A Subjective-Logic-based Reliability Estimation Mechanism for Cooperative Information with Application to IV's Safety
It addresses the safety-critical problem of data reliability for intelligent vehicles using cooperative perception, an incremental improvement over existing fusion methods.
This paper proposes a novel method using Subjective Logic to estimate the reliability of cooperative information for intelligent vehicles, enabling separation of faulty from correct data with a large safety margin in real-world experiments.

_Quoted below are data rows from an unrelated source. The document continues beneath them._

//! Topology manifest parsing for fleetnet
//!
//! Parses `fleetnet.toml` files using serde and turns them into a
//! [`Topology`]. Nothing here touches the kernel.

use crate::address::{AddressAllocator, DEFAULT_IP_BASE};
use crate::container::docker::DEFAULT_DOCKER_HOST;
use crate::error::{Error, Result};
use crate::probe::DEFAULT_PROBE_PARALLELISM;
use crate::runtime::RunPrefix;
use crate::topology::{EndpointParams, LinkOptions, Topology};
use serde::Deserialize;
use std::collections::HashSet;
use std::fs;
use std::path::{Path, PathBuf};
use std::time::Duration;

/// Manifest file looked up when none is given
pub const DEFAULT_MANIFEST: &str = "fleetnet.toml";

/// Load a manifest from a file and validate it
pub fn load(path: &Path) -> Result<Manifest> {
    let manifest = read(path)?;
    manifest.validate()?;
    Ok(manifest)
}

/// Load and merge several manifests.
///
/// Later files override settings they specify and replace nodes with the
/// same name. Links always append.
pub fn load_merged(paths: &[PathBuf]) -> Result<Manifest> {
    let Some((first, rest)) = paths.split_first() else {
        return Err(Error::ConfigValidation("No manifest files provided".into()));
    };

    let mut manifest = read(first)?;
    for path in rest {
        manifest = manifest.merge(read(path)?);
    }
    manifest.validate()?;
    Ok(manifest)
}

fn read(path: &Path) -> Result<Manifest> {
    let content = fs::read_to_string(path).map_err(|e| Error::ConfigRead {
        path: path.to_path_buf(),
        source: e,
    })?;
    Ok(toml::from_str(&content)?)
}

/// Root manifest structure
#[derive(Debug, Default, Deserialize)]
pub struct Manifest {
    /// Run-wide settings
    #[serde(default)]
    pub settings: Settings,

    /// Process-backed hosts
    #[serde(default)]
    pub hosts: Vec<HostDef>,

    #[serde(default)]
    pub switches: Vec<SwitchDef>,

    /// Container-backed hosts
    #[serde(default)]
    pub containers: Vec<ContainerDef>,

    #[serde(default)]
    pub links: Vec<LinkDef>,
}

impl Manifest {
    /// Every node name, in creation order (switches, hosts, containers)
    pub fn node_names(&self) -> impl Iterator<Item = &str> {
        self.switches
            .iter()
            .map(|s| s.name.as_str())
            .chain(self.hosts.iter().map(|h| h.name.as_str()))
            .chain(self.containers.iter().map(|c| c.name.as_str()))
    }

    /// Validate the manifest
    pub fn validate(&self) -> Result<()> {
        let mut names = HashSet::new();
        for name in self.node_names() {
            if !names.insert(name) {
                return Err(Error::DuplicateNode(name.to_string()));
            }
        }

        for link in &self.links {
            for end in [&link.a, &link.b] {
                if !names.contains(end.as_str()) {
                    return Err(Error::LinkEndpointInvalid(format!(
                        "link {}-{} references unknown node '{}'",
                        link.a, link.b, end
                    )));
                }
            }
        }

        self.settings.validate()
    }

    /// Build the topology this manifest describes
    pub fn build_topology(&self) -> Result<Topology> {
        let allocator = AddressAllocator::from_cidr(&self.settings.ip_base)?;
        let mut topology = Topology::with_allocator(allocator);

        for switch in &self.switches {
            topology.add_switch(&switch.name)?;
        }
        for host in &self.hosts {
            match &host.ip {
                Some(ip) => topology.add_host_with_ip(&host.name, ip)?,
                None => topology.add_host(&host.name)?,
            };
        }
        for container in &self.containers {
            let image = container
                .image
                .as_deref()
                .unwrap_or(&self.settings.default_image);
            topology.add_container(&container.name, image, container.ip.as_deref())?;
        }

        if self.settings.autolink_switches {
            topology.chain_switches()?;
        }

        for link in &self.links {
            let a = topology.require(&link.a)?;
            let b = topology.require(&link.b)?;
            let options = LinkOptions {
                a: link.a_params.clone(),
                b: link.b_params.clone(),
            };
            topology.add_link_with(a, b, options)?;
        }

        Ok(topology)
    }

    /// Merge another manifest into this one
    pub fn merge(mut self, other: Manifest) -> Manifest {
        self.settings = self.settings.merge(other.settings);

        for host in other.hosts {
            match self.hosts.iter_mut().find(|h| h.name == host.name) {
                Some(existing) => *existing = host,
                None => self.hosts.push(host),
            }
        }
        for switch in other.switches {
            if !self.switches.iter().any(|s| s.name == switch.name) {
                self.switches.push(switch);
            }
        }
        for container in other.containers {
            match self.containers.iter_mut().find(|c| c.name == container.name) {
                Some(existing) => *existing = container,
                None => self.containers.push(container),
            }
        }
        // Parallel links between the same pair are kept
        self.links.extend(other.links);

        self
    }
}

fn default_ip_base() -> String {
    DEFAULT_IP_BASE.into()
}

fn default_probe_timeout_secs() -> u64 {
    1
}

fn default_probe_parallelism() -> usize {
    DEFAULT_PROBE_PARALLELISM
}

fn default_docker_host() -> String {
    DEFAULT_DOCKER_HOST.into()
}

fn default_image() -> String {
    "ubuntu".into()
}

/// Run-wide settings
#[derive(Debug, Clone, Deserialize)]
pub struct Settings {
    /// Prefix for namespaces, containers and labels.
    /// If not set, one is derived from the process id.
    pub run_prefix: Option<String>,

    /// Base network for default addresses
    #[serde(default = "default_ip_base")]
    pub ip_base: String,

    /// Seconds to wait for each echo reply
    #[serde(default = "default_probe_timeout_secs")]
    pub probe_timeout_secs: u64,

    /// Probes in flight at once
    #[serde(default = "default_probe_parallelism")]
    pub probe_parallelism: usize,

    /// Container runtime endpoint
    #[serde(default = "default_docker_host")]
    pub docker_host: String,

    /// Image for containers that do not name one
    #[serde(default = "default_image")]
    pub default_image: String,

    /// Link consecutive switches in declaration order
    #[serde(default)]
    pub autolink_switches: bool,
}

impl Default for Settings {
    fn default() -> Self {
        Self {
            run_prefix: None,
            ip_base: default_ip_base(),
            probe_timeout_secs: default_probe_timeout_secs(),
            probe_parallelism: default_probe_parallelism(),
            docker_host: default_docker_host(),
            default_image: default_image(),
            autolink_switches: false,
        }
    }
}

impl Settings {
    fn validate(&self) -> Result<()> {
        AddressAllocator::from_cidr(&self.ip_base)?;
        if let Some(prefix) = &self.run_prefix {
            RunPrefix::new(prefix)?;
        }
        if self.probe_timeout_secs == 0 {
            return Err(Error::ConfigValidation(
                "probe_timeout_secs must be at least 1".into(),
            ));
        }
        if self.probe_parallelism == 0 {
            return Err(Error::ConfigValidation(
                "probe_parallelism must be at least 1".into(),
            ));
        }
        if self.default_image.trim().is_empty() {
            return Err(Error::ConfigValidation("default_image is empty".into()));
        }
        Ok(())
    }

    /// The configured run prefix, or a fresh one
    pub fn prefix(&self) -> Result<RunPrefix> {
        match &self.run_prefix {
            Some(prefix) => RunPrefix::new(prefix),
            None => Ok(RunPrefix::generate()),
        }
    }

    pub fn probe_timeout(&self) -> Duration {
        Duration::from_secs(self.probe_timeout_secs)
    }

    /// Other's values override self's where they differ from the defaults
    fn merge(self, other: Settings) -> Settings {
        Settings {
            run_prefix: other.run_prefix.or(self.run_prefix),
            ip_base: if other.ip_base != default_ip_base() { other.ip_base } else { self.ip_base },
            probe_timeout_secs: if other.probe_timeout_secs != default_probe_timeout_secs() { other.probe_timeout_secs } else { self.probe_timeout_secs },
            probe_parallelism: if other.probe_parallelism != default_probe_parallelism() { other.probe_parallelism } else { self.probe_parallelism },
            docker_host: if other.docker_host != default_docker_host() { other.docker_host } else { self.docker_host },
            default_image: if other.default_image != default_image() { other.default_image } else { self.default_image },
            autolink_switches: other.autolink_switches || self.autolink_switches,
        }
    }
}

/// Process-backed host definition
#[derive(Debug, Clone, Deserialize)]
pub struct HostDef {
    pub name: String,
    /// Address for the host's first interface ("addr/len")
    pub ip: Option<String>,
}

#[derive(Debug, Clone, Deserialize)]
pub struct SwitchDef {
    pub name: String,
}

/// Container-backed host definition
#[derive(Debug, Clone, Deserialize)]
pub struct ContainerDef {
    pub name: String,
    /// Image reference (defaults to `settings.default_image`)
    pub image: Option<String>,
    pub ip: Option<String>,
}

/// Link definition
#[derive(Debug, Clone, Deserialize)]
pub struct LinkDef {
    pub a: String,
    pub b: String,
    /// Overrides for the `a` endpoint (only `ip` is accepted)
    #[serde(default)]
    pub a_params: EndpointParams,
    #[serde(default)]
    pub b_params: EndpointParams,
}
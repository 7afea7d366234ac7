//! Container runtime client abstraction
//!
//! Container hosts get their network stack from an instance managed by an
//! external runtime. The runtime owns the instance; fleetnet only creates,
//! inspects and removes it, and tags every instance with a run label so a
//! later cleanup can find leftovers.

pub mod docker;

pub use docker::DockerCli;

use crate::error::{Error, Result};
use std::collections::{BTreeMap, BTreeSet};
use tracing::warn;

/// Label key carrying the run prefix on every instance fleetnet creates
pub const RUN_LABEL: &str = "fleetnet.run";

/// Runtime-assigned instance identifier
pub type InstanceId = String;

/// What to launch
#[derive(Debug, Clone, PartialEq, Eq)]
pub struct InstanceSpec {
    /// Instance name (unique on the runtime)
    pub name: String,
    /// Image reference
    pub image: String,
    /// Labels attached to the instance
    pub labels: BTreeMap<String, String>,
}

impl InstanceSpec {
    pub fn new(name: impl Into<String>, image: impl Into<String>) -> Self {
        Self {
            name: name.into(),
            image: image.into(),
            labels: BTreeMap::new(),
        }
    }

    pub fn label(mut self, key: impl Into<String>, value: impl Into<String>) -> Self {
        self.labels.insert(key.into(), value.into());
        self
    }
}

/// Which instances a listing returns
#[derive(Debug, Clone, Default, PartialEq, Eq)]
pub struct ListFilter {
    /// `key` or `key=value` label selector
    pub label: Option<String>,
    /// Include instances that are not running
    pub include_stopped: bool,
}

impl ListFilter {
    /// Running instances of one run
    pub fn run(prefix: &str) -> Self {
        Self {
            label: Some(format!("{}={}", RUN_LABEL, prefix)),
            include_stopped: false,
        }
    }

    /// Every instance fleetnet ever labelled, in any state
    pub fn all_runs() -> Self {
        Self {
            label: Some(RUN_LABEL.to_string()),
            include_stopped: true,
        }
    }

    pub fn include_stopped(mut self) -> Self {
        self.include_stopped = true;
        self
    }
}

/// Client for an external container runtime
pub trait ContainerRuntime: Send + Sync {
    /// Identifiers of instances matching `filter`
    fn list_instances(&self, filter: &ListFilter) -> Result<BTreeSet<InstanceId>>;

    /// Launch an instance and return its identifier once it is running
    fn create_instance(&self, spec: &InstanceSpec) -> Result<InstanceId>;

    /// Remove an instance; an unknown instance is not an error
    fn remove_instance(&self, id: &str, force: bool) -> Result<()>;

    /// PID of the instance's init process (its network namespace anchor)
    fn instance_pid(&self, id: &str) -> Result<u32>;
}

/// Run a runtime call, retrying once on failure.
///
/// Runtime errors are surfaced as `Error::Runtime` after the second attempt.
pub fn retry_once<T>(what: &str, mut op: impl FnMut() -> Result<T>) -> Result<T> {
    match op() {
        Ok(value) => Ok(value),
        Err(first) => {
            warn!(what, error = %first, "runtime call failed, retrying once");
            op().map_err(|second| match second {
                Error::Runtime(_) => second,
                other => Error::Runtime(format!("{}: {}", what, other)),
            })
        }
    }
}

Use of cooperative information, distributed by road-side units, offers large potential for intelligent vehicles (IVs). As vehicle automation progresses and cooperative perception is used to fill the blind spots of onboard sensors, the question of reliability of the data becomes increasingly important in safety considerations (SOTIF, Safety of the Intended Functionality). This paper addresses the problem to estimate the reliability of cooperative information for in-vehicle use. We propose a novel method to infer the reliability of received data based on the theory of Subjective Logic (SL). Using SL, we fuse multiple information sources, which individually only provide mild cues of the reliability, into a holistic estimate, which is statistically sound through an end-to-end modeling within the theory of SL. Using the proposed scheme for probabilistic SL-based fusion, IVs are able to separate faulty from correct data samples with a large margin of safety. Real world experiments show the applicability and effectiveness of our approach.